WORK TO COMPLETE.
Can you pull out each line of the data below that includes the word "Duration"?

(Dataset entries)
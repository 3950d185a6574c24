//! Signal handling for graceful shutdown

use std::io;
use std::thread;

use tracing::debug;

#[cfg(unix)]
use tokio::signal::unix::{signal, Signal, SignalKind};
#[cfg(windows)]
use tokio::signal::windows::{ctrl_break, ctrl_c, CtrlBreak, CtrlC};

/// Handles shutdown signals (SIGTERM, SIGINT on Unix; Ctrl+C, Ctrl+Break on
/// Windows)
pub struct ShutdownSignal {
    #[cfg(unix)]
    sigterm: Signal,
    #[cfg(unix)]
    sigint: Signal,
    #[cfg(windows)]
    ctrl_c: CtrlC,
    #[cfg(windows)]
    ctrl_break: CtrlBreak,
}

impl ShutdownSignal {
    /// Install the handlers. Must be called from within a tokio runtime; once
    /// this returns, the signals no longer terminate the process.
    #[cfg(unix)]
    pub fn install() -> io::Result<Self> {
        Ok(Self {
            sigterm: signal(SignalKind::terminate())?,
            sigint: signal(SignalKind::interrupt())?,
        })
    }

    /// Install the handlers. Must be called from within a tokio runtime; once
    /// this returns, the signals no longer terminate the process.
    #[cfg(windows)]
    pub fn install() -> io::Result<Self> {
        Ok(Self {
            ctrl_c: ctrl_c()?,
            ctrl_break: ctrl_break()?,
        })
    }

    /// Wait for a shutdown signal
    #[cfg(unix)]
    pub async fn wait(&mut self) {
        tokio::select! {
            _ = self.sigterm.recv() => {
                debug!("received SIGTERM");
            }
            _ = self.sigint.recv() => {
                debug!("received SIGINT");
            }
        }
    }

    /// Wait for a shutdown signal
    #[cfg(windows)]
    pub async fn wait(&mut self) {
        tokio::select! {
            _ = self.ctrl_c.recv() => {
                debug!("received Ctrl+C");
            }
            _ = self.ctrl_break.recv() => {
                debug!("received Ctrl+Break");
            }
        }
    }
}

/// Call `on_signal` from a background thread when a shutdown signal arrives.
///
/// Handlers are installed before this returns. The thread runs its own
/// single-threaded runtime so the caller's thread stays free for its message
/// loop.
pub fn on_shutdown<F>(on_signal: F) -> io::Result<thread::JoinHandle<()>>
where
    F: FnOnce() + Send + 'static,
{
    let runtime = tokio::runtime::Builder::new_current_thread()
        .enable_all()
        .build()?;
    let mut shutdown = {
        let _guard = runtime.enter();
        ShutdownSignal::install()?
    };

    thread::Builder::new()
        .name("shutdown".into())
        .spawn(move || {
            runtime.block_on(shutdown.wait());
            on_signal();
        })
}

#[cfg(all(test, unix))]
mod tests {
    use super::*;
    use std::sync::mpsc;
    use std::time::Duration;

    #[test]
    fn test_sigterm_triggers_callback() {
        let (tx, rx) = mpsc::channel();
        let handle = on_shutdown(move || {
            let _ = tx.send(());
        })
        .unwrap();

        let status = std::process::Command::new("kill")
            .args(["-TERM", &std::process::id().to_string()])
            .status()
            .unwrap();
        assert!(status.success());

        rx.recv_timeout(Duration::from_secs(5))
            .expect("callback not invoked");
        handle.join().unwrap();
    }
}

TASK RESPONSE.
    use std::time::Duration;
        rx.recv_timeout(Duration::from_secs(5))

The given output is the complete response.